Beauticians have a smorgasbord of recyclables, but how often are salons promoted as "going green"? It's never too late, and for those customers who are environmentally friendly, this may be a smart business decision to bring in additional customers.
Before planning this out, choose a volunteer who would be willing to drop off recyclables in nearby blue cart recycling locations. If the beauty salon is in one of the zones with pick-ups scheduled by the City of Chicago Department of Streets and Sanitation, Waste Management, Inc., or Sims Midwest Metal Management, this makes the recycling process even easier.
Some of the most common products that beauty salons keep in stock that can be recycled include:
Curling irons and flat irons: Contact scrap metal shops to see if these electronics can be reused. Many shops will reuse the material for other steel products in wiring, cars or home construction. There's also a demand in scrap metal shops for aluminum, brass and copper. Alsip, Ill., Chicago and Cicero, Ill., are just a few locations in the Illinois area with scrap metal locations.
Cardboard boxes: For beauty products that are purchased in bulk, cardboard boxes are commonly used to transport the goods. For customers who bring in their own relaxer products, the relaxer kits usually come in cardboard or paper containers, too.
Telephone books: With adjustable chairs, these are not nearly as common as they used to be for adolescent customers. Instead they sit on floors collecting dust while customers use 411 or their Android and iPhone cell phones to look up numbers. Why not get rid of that big stack of paper with outdated numbers collecting dust?
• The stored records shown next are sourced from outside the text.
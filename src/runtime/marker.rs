/// Markers
///
/// Three worklist disciplines over the same object graph:
///   - LIFO: depth-first; most recently marked objects are visited
///     next, which keeps co-located mark bits hot in cache.
///   - FIFO: breadth-first; cache lines are fetched in FIFO order,
///     which suits hardware prefetchers better.
///   - edge-FIFO: enqueues children unconditionally and marks on pop,
///     exposing more prefetch distance (Garner et al).
///
/// All share the trivial-type fast path: a String contributes only
/// its length object, Int and Bool contribute nothing.
///
/// The bitmap marker records liveness in a side bitmap (one bit per
/// heap byte, 256-bit blocks) for the compacting collector that
/// derives forwarding addresses from it.

use super::object::{Address, ObjectLayout, StringLayout};
use std::collections::VecDeque;

/// Visit the children of `obj` with the trivial-type fast path
/// applied.
///
/// # Safety
/// `obj` must point at a live, well-formed object.
pub unsafe fn visit_children(obj: *mut ObjectLayout, mut visit: impl FnMut(*mut ObjectLayout)) {
    if (*obj).has_special_type() {
        if (*obj).is_string() {
            let length = (*(obj as *mut StringLayout)).length;
            if !length.is_null() {
                visit(length as *mut ObjectLayout);
            }
        }
        return;
    }

    let fields = (*obj).fields_base();
    for i in 0..(*obj).field_cnt() {
        let child = *fields.add(i) as *mut ObjectLayout;
        if !child.is_null() {
            visit(child);
        }
    }
}

// ---------------------------------------------------------------------------
// Header-mark markers
// ---------------------------------------------------------------------------

#[derive(Default)]
pub struct MarkerLifo {
    worklist: Vec<*mut ObjectLayout>,
}

impl MarkerLifo {
    pub fn mark_root(&mut self, root: *mut Address) {
        let obj = unsafe { *root } as *mut ObjectLayout;
        if obj.is_null() {
            return;
        }
        unsafe {
            if !(*obj).is_marked() {
                (*obj).set_marked();
                self.worklist.push(obj);
                self.mark();
            }
        }
    }

    fn mark(&mut self) {
        while let Some(obj) = self.worklist.pop() {
            unsafe {
                visit_children(obj, |child| {
                    if !(*child).is_marked() {
                        (*child).set_marked();
                        self.worklist.push(child);
                    }
                });
            }
        }
    }
}

#[derive(Default)]
pub struct MarkerFifo {
    worklist: VecDeque<*mut ObjectLayout>,
}

impl MarkerFifo {
    pub fn mark_root(&mut self, root: *mut Address) {
        let obj = unsafe { *root } as *mut ObjectLayout;
        if obj.is_null() {
            return;
        }
        unsafe {
            if !(*obj).is_marked() {
                (*obj).set_marked();
                self.worklist.push_back(obj);
                self.mark();
            }
        }
    }

    fn mark(&mut self) {
        while let Some(obj) = self.worklist.pop_front() {
            unsafe {
                visit_children(obj, |child| {
                    if !(*child).is_marked() {
                        (*child).set_marked();
                        self.worklist.push_back(child);
                    }
                });
            }
        }
    }
}

/// Enqueue unconditionally, mark on pop.
#[derive(Default)]
pub struct MarkerEdgeFifo {
    worklist: VecDeque<*mut ObjectLayout>,
}

impl MarkerEdgeFifo {
    pub fn mark_root(&mut self, root: *mut Address) {
        let obj = unsafe { *root } as *mut ObjectLayout;
        if obj.is_null() {
            return;
        }
        self.worklist.push_back(obj);
        self.mark();
    }

    fn mark(&mut self) {
        while let Some(obj) = self.worklist.pop_front() {
            unsafe {
                if (*obj).is_marked() {
                    continue;
                }
                (*obj).set_marked();
                visit_children(obj, |child| {
                    if !(*child).is_marked() {
                        self.worklist.push_back(child);
                    }
                });
            }
        }
    }
}

// ---------------------------------------------------------------------------
// Bitmap marker
// ---------------------------------------------------------------------------

pub type BitmapWord = u64;

pub const BITS_PER_BITMAP_WORD: usize = BitmapWord::BITS as usize;
pub const BYTES_PER_BIT: usize = 1;
/// Block granularity of the compacting collector's offset vector.
pub const BITS_IN_BLOCK: usize = 256;

pub struct BitmapMarker {
    heap_start: Address,
    heap_end: Address,
    bitmap: Vec<BitmapWord>,
    worklist: VecDeque<*mut ObjectLayout>,
}

impl BitmapMarker {
    pub fn new(heap_start: Address, heap_end: Address) -> Self {
        let bits = unsafe { heap_end.offset_from(heap_start) as usize } / BYTES_PER_BIT + 1;
        let words = bits / BITS_PER_BITMAP_WORD + 1;
        BitmapMarker {
            heap_start,
            heap_end,
            bitmap: vec![0; words],
            worklist: VecDeque::new(),
        }
    }

    pub fn heap_start(&self) -> Address {
        self.heap_start
    }

    fn is_heap_addr(&self, addr: Address) -> bool {
        addr >= self.heap_start && addr < self.heap_end
    }

    pub fn byte_to_bit(&self, byte: Address) -> usize {
        unsafe { byte.offset_from(self.heap_start) as usize / BYTES_PER_BIT }
    }

    pub fn is_bit_set(&self, bit: usize) -> bool {
        (self.bitmap[bit / BITS_PER_BITMAP_WORD] & (1 << (bit % BITS_PER_BITMAP_WORD))) != 0
    }

    pub fn bits_num(&self) -> usize {
        (unsafe { self.heap_end.offset_from(self.heap_start) as usize }) / BYTES_PER_BIT
    }

    /// Live bits in `[from_bit, to_bit)`.
    pub fn count_bits(&self, from_bit: usize, to_bit: usize) -> usize {
        (from_bit..to_bit).filter(|&b| self.is_bit_set(b)).count()
    }

    pub fn is_marked(&self, obj: *const ObjectLayout) -> bool {
        if !self.is_heap_addr(obj as Address) {
            // constants outside the heap are permanently marked
            return unsafe { (*obj).is_marked() };
        }
        self.is_bit_set(self.byte_to_bit(obj as Address))
    }

    fn mark_object_bits(&mut self, obj: *mut ObjectLayout) {
        let start_bit = self.byte_to_bit(obj as Address);
        let size = unsafe { (*obj).size };
        for bit in start_bit..start_bit + size / BYTES_PER_BIT {
            self.bitmap[bit / BITS_PER_BITMAP_WORD] |= 1 << (bit % BITS_PER_BITMAP_WORD);
        }
    }

    pub fn mark_root(&mut self, root: *mut Address) {
        let obj = unsafe { *root } as *mut ObjectLayout;
        if obj.is_null() || self.is_marked(obj) {
            return;
        }
        self.mark_object_bits(obj);
        self.worklist.push_back(obj);
        self.mark();
    }

    fn mark(&mut self) {
        while let Some(obj) = self.worklist.pop_front() {
            unsafe {
                visit_children(obj, |child| {
                    if !self.is_marked(child) {
                        self.mark_object_bits(child);
                        self.worklist.push_back(child);
                    }
                });
            }
        }
    }

    pub fn clear(&mut self) {
        self.bitmap.fill(0);
    }
}

// ---------------------------------------------------------------------------
// Marker selection
// ---------------------------------------------------------------------------

pub enum MarkerKind {
    Lifo(MarkerLifo),
    Fifo(MarkerFifo),
    EdgeFifo(MarkerEdgeFifo),
    Bitmap(BitmapMarker),
}

unsafe impl Send for MarkerKind {}

impl MarkerKind {
    pub fn mark_root(&mut self, root: *mut Address) {
        match self {
            MarkerKind::Lifo(marker) => marker.mark_root(root),
            MarkerKind::Fifo(marker) => marker.mark_root(root),
            MarkerKind::EdgeFifo(marker) => marker.mark_root(root),
            MarkerKind::Bitmap(marker) => marker.mark_root(root),
        }
    }

    pub fn is_marked(&self, obj: *const ObjectLayout) -> bool {
        match self {
            MarkerKind::Bitmap(marker) => marker.is_marked(obj),
            _ => unsafe { (*obj).is_marked() },
        }
    }

    pub fn clear(&mut self) {
        if let MarkerKind::Bitmap(marker) = self {
            marker.clear();
        }
    }

    pub fn bitmap(&self) -> Option<&BitmapMarker> {
        match self {
            MarkerKind::Bitmap(marker) => Some(marker),
            _ => None,
        }
    }

    pub fn bitmap_mut(&mut self) -> Option<&mut BitmapMarker> {
        match self {
            MarkerKind::Bitmap(marker) => Some(marker),
            _ => None,
        }
    }
}
/// Data segment builder
///
/// Emits, in order: the class-name table, the class-object table
/// (prototype/init pairs), per-class prototype objects, per-class
/// dispatch tables, and deduplicated boolean/integer/string constant
/// pools. Every constant carries a full object header whose mark word
/// is preconfigured so the objects appear marked to the GC and are
/// never moved or freed. Tables index by class tag; entry 0 is null
/// because tag 0 names free memory.

use crate::ast::{TypeId, BOOL, INT, STRING};
use crate::ir::{GlobalInit, Module, OperandType, StructuredData};
use crate::klass::{KlassBuilder, Names};
use crate::runtime::object::{FALSE_VALUE, HEADER_SIZE, MARK_DEFAULT, TRUE_VALUE, WORD_SIZE};
use crate::semant::{is_native_type, Analysis};
use std::collections::HashMap;

pub const CLASS_NAME_TAB: &str = "class_nameTab";
pub const CLASS_OBJ_TAB: &str = "class_objTab";
pub const INT_TAG_NAME: &str = "_int_tag";
pub const BOOL_TAG_NAME: &str = "_bool_tag";
pub const STRING_TAG_NAME: &str = "_string_tag";

pub struct DataBuilder<'a> {
    analysis: &'a Analysis,
    klasses: &'a KlassBuilder,

    int_constants: HashMap<i64, String>,
    bool_constants: HashMap<bool, String>,
    string_constants: HashMap<String, String>,
    next_int: u32,
    next_string: u32,
}

impl<'a> DataBuilder<'a> {
    pub fn new(analysis: &'a Analysis, klasses: &'a KlassBuilder) -> Self {
        DataBuilder {
            analysis,
            klasses,
            int_constants: HashMap::new(),
            bool_constants: HashMap::new(),
            string_constants: HashMap::new(),
            next_int: 0,
            next_string: 0,
        }
    }

    /// Emit all required globals into the module.
    pub fn build(&mut self, module: &mut Module) {
        self.gen_tag_names(module);
        self.gen_class_name_tab(module);
        self.gen_class_obj_tab(module);
    }

    fn class_name(&self, id: TypeId) -> &str {
        self.analysis.types.name(id)
    }

    // -----------------------------------------------------------------------
    // Tables
    // -----------------------------------------------------------------------

    /// The trivial-class tags as named words; the runtime reads them
    /// at startup.
    fn gen_tag_names(&mut self, module: &mut Module) {
        for (name, id) in [
            (INT_TAG_NAME, INT),
            (BOOL_TAG_NAME, BOOL),
            (STRING_TAG_NAME, STRING),
        ] {
            module.add_constant(StructuredData::new(
                name,
                vec![GlobalInit::Int(self.klasses.tag(id) as i64, OperandType::Int32)],
            ));
        }
    }

    /// At index (class tag) a pointer to the String constant holding
    /// the class name.
    fn gen_class_name_tab(&mut self, module: &mut Module) {
        let mut fields = vec![GlobalInit::Int(0, OperandType::Pointer)]; // tag 0 is reserved
        let names: Vec<String> =
            self.klasses.klasses().map(|k| self.class_name(k.name()).to_string()).collect();
        for name in names {
            let label = self.string_const(module, &name);
            fields.push(GlobalInit::Label(label));
        }
        module.add_constant(StructuredData::new(CLASS_NAME_TAB, fields));
    }

    /// At index (class tag) the {prototype, init} pair.
    fn gen_class_obj_tab(&mut self, module: &mut Module) {
        self.gen_prototypes(module);
        self.gen_dispatch_tabs(module);

        let mut fields = vec![
            GlobalInit::Int(0, OperandType::Pointer),
            GlobalInit::Int(0, OperandType::Pointer),
        ];
        for klass in self.klasses.klasses() {
            let name = self.class_name(klass.name());
            fields.push(GlobalInit::Label(Names::prototype(name)));
            fields.push(GlobalInit::Label(Names::init_method(name)));
        }
        module.add_constant(StructuredData::new(CLASS_OBJ_TAB, fields));
    }

    // -----------------------------------------------------------------------
    // Prototypes and dispatch tables
    // -----------------------------------------------------------------------

    fn gen_prototypes(&mut self, module: &mut Module) {
        // defaults referenced by every trivial-typed field
        self.int_const(module, 0);
        self.string_const(module, "");
        self.bool_const(module, false);
        self.bool_const(module, true);

        let ids: Vec<TypeId> = self.klasses.klasses().map(|k| k.name()).collect();
        for id in ids {
            self.class_struct(module, id);
        }
    }

    fn class_struct(&mut self, module: &mut Module, id: TypeId) {
        let klass = self.klasses.klass(id);
        let class_name = self.class_name(id).to_string();

        let mut fields = vec![
            GlobalInit::Int(MARK_DEFAULT as i64, OperandType::UInt64),
            GlobalInit::Int(klass.tag() as i64, OperandType::Int32),
            GlobalInit::Int(klass.size() as i64, OperandType::UInt64),
            GlobalInit::Label(Names::disp_table(&class_name)),
        ];

        let field_types: Vec<TypeId> = klass.fields().iter().map(|f| f.ty).collect();
        for ty in field_types {
            let init = if ty == INT {
                GlobalInit::Label(self.int_const(module, 0))
            } else if ty == BOOL {
                GlobalInit::Label(self.bool_const(module, false))
            } else if ty == STRING {
                GlobalInit::Label(self.string_const(module, ""))
            } else if is_native_type(ty) {
                GlobalInit::Int(0, OperandType::UInt64)
            } else {
                GlobalInit::Int(0, OperandType::Pointer) // void
            };
            fields.push(init);
        }

        module.add_constant(StructuredData::new(Names::prototype(&class_name), fields));
    }

    fn gen_dispatch_tabs(&mut self, module: &mut Module) {
        let ids: Vec<TypeId> = self.klasses.klasses().map(|k| k.name()).collect();
        for id in ids {
            let klass = self.klasses.klass(id);
            let class_name = self.class_name(id).to_string();

            let mut fields = Vec::with_capacity(klass.methods().len());
            for slot in 0..klass.methods().len() {
                fields.push(GlobalInit::Label(self.klasses.method_symbol(
                    &self.analysis.types,
                    id,
                    slot,
                )));
            }
            module.add_constant(StructuredData::new(Names::disp_table(&class_name), fields));
        }
    }

    // -----------------------------------------------------------------------
    // Constant pools (deduplicated)
    // -----------------------------------------------------------------------

    pub fn int_const(&mut self, module: &mut Module, value: i64) -> String {
        if let Some(label) = self.int_constants.get(&value) {
            return label.clone();
        }
        let label = format!("int_const{}", self.next_int);
        self.next_int += 1;

        let int_klass = self.klasses.klass(INT);
        module.add_constant(StructuredData::new(
            label.clone(),
            vec![
                GlobalInit::Int(MARK_DEFAULT as i64, OperandType::UInt64),
                GlobalInit::Int(int_klass.tag() as i64, OperandType::Int32),
                GlobalInit::Int(int_klass.size() as i64, OperandType::UInt64),
                GlobalInit::Label(Names::disp_table(self.class_name(INT))),
                GlobalInit::Int(value, OperandType::Int64),
            ],
        ));
        self.int_constants.insert(value, label.clone());
        label
    }

    pub fn bool_const(&mut self, module: &mut Module, value: bool) -> String {
        if let Some(label) = self.bool_constants.get(&value) {
            return label.clone();
        }
        let label = format!("bool_const{}", value as u32);

        let bool_klass = self.klasses.klass(BOOL);
        module.add_constant(StructuredData::new(
            label.clone(),
            vec![
                GlobalInit::Int(MARK_DEFAULT as i64, OperandType::UInt64),
                GlobalInit::Int(bool_klass.tag() as i64, OperandType::Int32),
                GlobalInit::Int(bool_klass.size() as i64, OperandType::UInt64),
                GlobalInit::Label(Names::disp_table(self.class_name(BOOL))),
                GlobalInit::Int(if value { TRUE_VALUE } else { FALSE_VALUE }, OperandType::Int64),
            ],
        ));
        self.bool_constants.insert(value, label.clone());
        label
    }

    pub fn string_const(&mut self, module: &mut Module, value: &str) -> String {
        if let Some(label) = self.string_constants.get(value) {
            return label.clone();
        }
        let length_label = self.int_const(module, value.len() as i64);

        let label = format!("str_const{}", self.next_string);
        self.next_string += 1;

        let string_klass = self.klasses.klass(STRING);
        // header + length pointer + NUL-terminated bytes, word aligned
        let payload = value.len() + 1;
        let size = HEADER_SIZE + WORD_SIZE + payload.div_ceil(WORD_SIZE) * WORD_SIZE;

        let mut bytes = value.as_bytes().to_vec();
        bytes.push(0);

        module.add_constant(StructuredData::new(
            label.clone(),
            vec![
                GlobalInit::Int(MARK_DEFAULT as i64, OperandType::UInt64),
                GlobalInit::Int(string_klass.tag() as i64, OperandType::Int32),
                GlobalInit::Int(size as i64, OperandType::UInt64),
                GlobalInit::Label(Names::disp_table(self.class_name(STRING))),
                GlobalInit::Label(length_label),
                GlobalInit::Bytes(bytes),
            ],
        ));
        self.string_constants.insert(value.to_string(), label.clone());
        label
    }
}
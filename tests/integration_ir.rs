/// Integration tests for the IR: builder folding, dominance, SSA
/// construction, and the scalar passes.
///
/// These tests verify:
///   • Constant folding and global-constant load folding in IRBuilder
///   • Dominators and dominance frontiers on a diamond
///   • SSA: one pruned phi on the diamond, invariants hold, and a
///     second construction run is a no-op
///   • Copy propagation collapses move chains and is idempotent
///   • Dead-allocation elimination erases the boxed-Int chain
///   • Null-check elimination for fresh allocations and dominated
///     re-checks
use coolc::ir::{
    cfg, opt, ssa, BlockId, FuncId, GlobalInit, IRBuilder, InstKind, Module, OperId, OperandType,
    StructuredData,
};

// ─── Helpers ──────────────────────────────────────────────────────────────────

fn new_func(module: &mut Module) -> FuncId {
    module.declare_function(
        "test",
        &[("p".to_string(), OperandType::Int64)],
        OperandType::Int64,
    )
}

/// entry ── p == 0 ──> then ──┐
///    └────────────> els ──┴──> merge(ret x)
/// with x defined in all three leading blocks.
fn build_diamond(module: &mut Module, func: FuncId) -> (BlockId, BlockId, BlockId, BlockId, OperId) {
    let mut builder = IRBuilder::new(module, func);

    let entry = builder.new_block("entry");
    let then_b = builder.new_block("then");
    let else_b = builder.new_block("else");
    let merge = builder.new_block("merge");
    builder.func_mut().set_cfg(entry);

    let x = builder.func_mut().var("x", OperandType::Int64);
    let p = builder.func().param(0);

    builder.set_current_block(entry);
    let one = builder.func_mut().constant(1, OperandType::Int64);
    builder.move_to(x, one);
    let zero = builder.func_mut().constant(0, OperandType::Int64);
    let cond = builder.eq(p, zero);
    builder.cond_br(cond, then_b, else_b);

    builder.set_current_block(then_b);
    let two = builder.func_mut().constant(2, OperandType::Int64);
    builder.move_to(x, two);
    builder.br(merge);

    builder.set_current_block(else_b);
    let three = builder.func_mut().constant(3, OperandType::Int64);
    builder.move_to(x, three);
    builder.br(merge);

    builder.set_current_block(merge);
    builder.ret(Some(x));

    (entry, then_b, else_b, merge, x)
}

// ─── Builder folding ──────────────────────────────────────────────────────────

#[test]
fn test_constant_binary_ops_fold_at_build_time() {
    let mut module = Module::new();
    let func = new_func(&mut module);
    let mut builder = IRBuilder::new(&mut module, func);

    let entry = builder.new_block("entry");
    builder.func_mut().set_cfg(entry);
    builder.set_current_block(entry);

    let two = builder.func_mut().constant(2, OperandType::Int64);
    let three = builder.func_mut().constant(3, OperandType::Int64);
    let sum = builder.add(two, three);
    let product = builder.mul(sum, three);

    assert_eq!(builder.func().oper(sum).constant_value(), Some(5));
    assert_eq!(builder.func().oper(product).constant_value(), Some(15));
    assert!(builder.func().block(entry).insts.is_empty(), "nothing was emitted");
}

#[test]
fn test_division_by_zero_is_not_folded() {
    let mut module = Module::new();
    let func = new_func(&mut module);
    let mut builder = IRBuilder::new(&mut module, func);

    let entry = builder.new_block("entry");
    builder.func_mut().set_cfg(entry);
    builder.set_current_block(entry);

    let one = builder.func_mut().constant(1, OperandType::Int64);
    let zero = builder.func_mut().constant(0, OperandType::Int64);
    let quotient = builder.div(one, zero);

    assert_eq!(builder.func().oper(quotient).constant_value(), None);
    assert_eq!(builder.func().block(entry).insts.len(), 1);
}
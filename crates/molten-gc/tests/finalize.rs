//! Weak handles and the finalization queue.

use molten_gc::{Generation, HandleKind, HeapConfig, RuntimeHeap, TypeDescriptor};

#[test]
fn weak_handles_null_out_when_the_target_dies() {
    let heap = RuntimeHeap::new(HeapConfig::default());
    let cell = heap.register_type(TypeDescriptor::new("cell", 1, vec![], false));
    let mutator = heap.register_mutator();
    let frame = mutator.frame();

    let kept = heap.allocate(cell).unwrap();
    let slot = frame.push(Some(kept));
    let doomed = heap.allocate(cell).unwrap();

    let weak_kept = heap.handles().create(kept, HandleKind::Weak);
    let weak_doomed = heap.handles().create(doomed, HandleKind::Weak);

    heap.collect_generation(Generation::Gen0);
    assert!(heap.handles().get(weak_doomed).is_none(), "weak handle kept its target alive");
    assert!(heap.handles().get(weak_kept).is_some());
    assert_eq!(heap.handles().get(weak_kept), slot.get());
}

#[test]
fn rooted_finalizable_objects_are_not_queued() {
    let heap = RuntimeHeap::new(HeapConfig::default());
    let res = heap.register_type(TypeDescriptor::new("resource", 1, vec![], true));
    let mutator = heap.register_mutator();
    let frame = mutator.frame();

    let obj = heap.allocate(res).unwrap();
    let _slot = frame.push(Some(obj));
    assert_eq!(heap.finalization().registered_count(), 1);

    heap.collect_generation(Generation::Gen0);
    assert_eq!(heap.finalization().ready_count(), 0);
    assert_eq!(heap.finalization().registered_count(), 1);
}

#[test]
fn undrained_ready_objects_survive_later_collections() {
    let heap = RuntimeHeap::new(HeapConfig::default());
    let res = heap.register_type(TypeDescriptor::new("resource", 1, vec![], true));
    let mutator = heap.register_mutator();
    let _frame = mutator.frame();

    let obj = heap.allocate(res).unwrap();
    heap.write_word(obj, 0, 0xF00D);
    heap.collect_generation(Generation::Gen0);
    assert_eq!(heap.finalization().ready_count(), 1);

    // The embedder is slow to run finalizers; the queued object rides out
    // any number of collections, full (moving) ones included.
    heap.collect_generation(Generation::Gen0);
    heap.collect();
    assert_eq!(heap.finalization().ready_count(), 1);

    let ready = heap.finalization().drain_ready();
    assert_eq!(ready.len(), 1);
    assert_eq!(heap.read_word(ready[0], 0), 0xF00D);

    // Finalization ran; now it is ordinary garbage.
    heap.collect();
    assert_eq!(heap.live_object_count(), 0);
}

#[test]
fn dead_finalizable_objects_are_resurrected_once() {
    let heap = RuntimeHeap::new(HeapConfig::default());
    let res = heap.register_type(TypeDescriptor::new("resource", 1, vec![], true));
    let mutator = heap.register_mutator();
    let _frame = mutator.frame();

    let obj = heap.allocate(res).unwrap();
    heap.write_word(obj, 0, 0xCAFE);
    assert_eq!(heap.finalization().registered_count(), 1);

    // Unreachable, but the pending finalization resurrects it.
    heap.collect_generation(Generation::Gen0);
    assert_eq!(heap.finalization().ready_count(), 1);
    assert_eq!(heap.finalization().registered_count(), 0);

    let ready = heap.finalization().drain_ready();
    assert_eq!(ready.len(), 1);
    // Minor collections never move objects, so the payload is reachable.
    assert_eq!(heap.read_word(ready[0], 0), 0xCAFE);
    assert_eq!(heap.finalization().ready_count(), 0);

    // Finalization ran; the next collection reclaims it for good.
    heap.collect();
    assert_eq!(heap.live_object_count(), 0);
    assert_eq!(heap.finalization().ready_count(), 0);
}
Make sure to look up scrap metal shops before getting rid of these books though.
Junk mail: For any business owner, junk mail is the norm not the exception. But instead of throwing all of the pitches for beauty products into the trash, this paper and the envelopes can easily be collected to recycle all at once.
Plastic bottles: In between regular customers -- or when someone is under the blow dryer -- beauticians take short lunches. During slower times, stylists can just sneak away for a half hour or hour. But for those beauticians who eat at their station or in a breakroom, plastic water bottles, juice bottles and vending machine containers riddle the area. A blue recyclable bin next to the garbage can helps both customers and staff easily sort which containers are worth recycling and which ones should end up in the trash. A second one close to an outside vending machine could help encourage customers to participate, too.
Plastic containers: Beauty salons that purchase hair products in recyclable containers are a step in the right direction. However, until hair manufacturers make this the norm instead of a rare commodity, beauticians and beauty salon owners will continue to stock up on bulk shampoo, conditioner, relaxer, hair oil and other material. Rinse out any hazardous chemicals and add containers into a recycle bin. Or, reuse smaller containers in place of bulkier ones, and keep the bulkier ones in a stock room or cabinet. This also clears out more room for other hair supplies.
Magazines and catalogs: The biggest perk of hair magazines is that hairstyles constantly go in and out of style. Beauty salons are one of the most popular businesses that will wear magazines and catalogs out to the very last page. Customers flip through them endlessly to find the perfect hairstyle or customers aim their cell phone hair examples at stylists. Entertainment and business magazines are also commonly found in salons. The latter group of magazines keep customers busy while waiting or while getting their hair done. However, after the publications are out of date and subscriptions start piling up, eventually they end up in the garbage, too. This is when a paper recycle bin comes in handy.
Newspapers: Magazines are more often found in beauty salons, but hair businesses that subscribe to newspapers know by the next day that -- minus the features section -- breaking news is old news by the afternoon. Both newspapers and magazines get heavier the longer they're stocked in the corner. Some companies use newspapers as an easier way to collect hair remnants on the floor. This works but a broom on a tile floor will get the job done just as easily without all of the paper waste.
Automatic hand dryers: Beauticians don't leave hair dryers on when no one's hair is wet so why leave hand dryers on in bathrooms? Ditch the paper towels for motion detector hand dryers.
Hands-free faucets: While motion detector faucets can be a pain in bathrooms and leave people dancing back and forth to get the water to come on, they do stop a lot of water waste. Beauticians already use water nonstop to wash, condition and rinse hair. Try to lower power bills by switching to automatic bathroom hand faucets.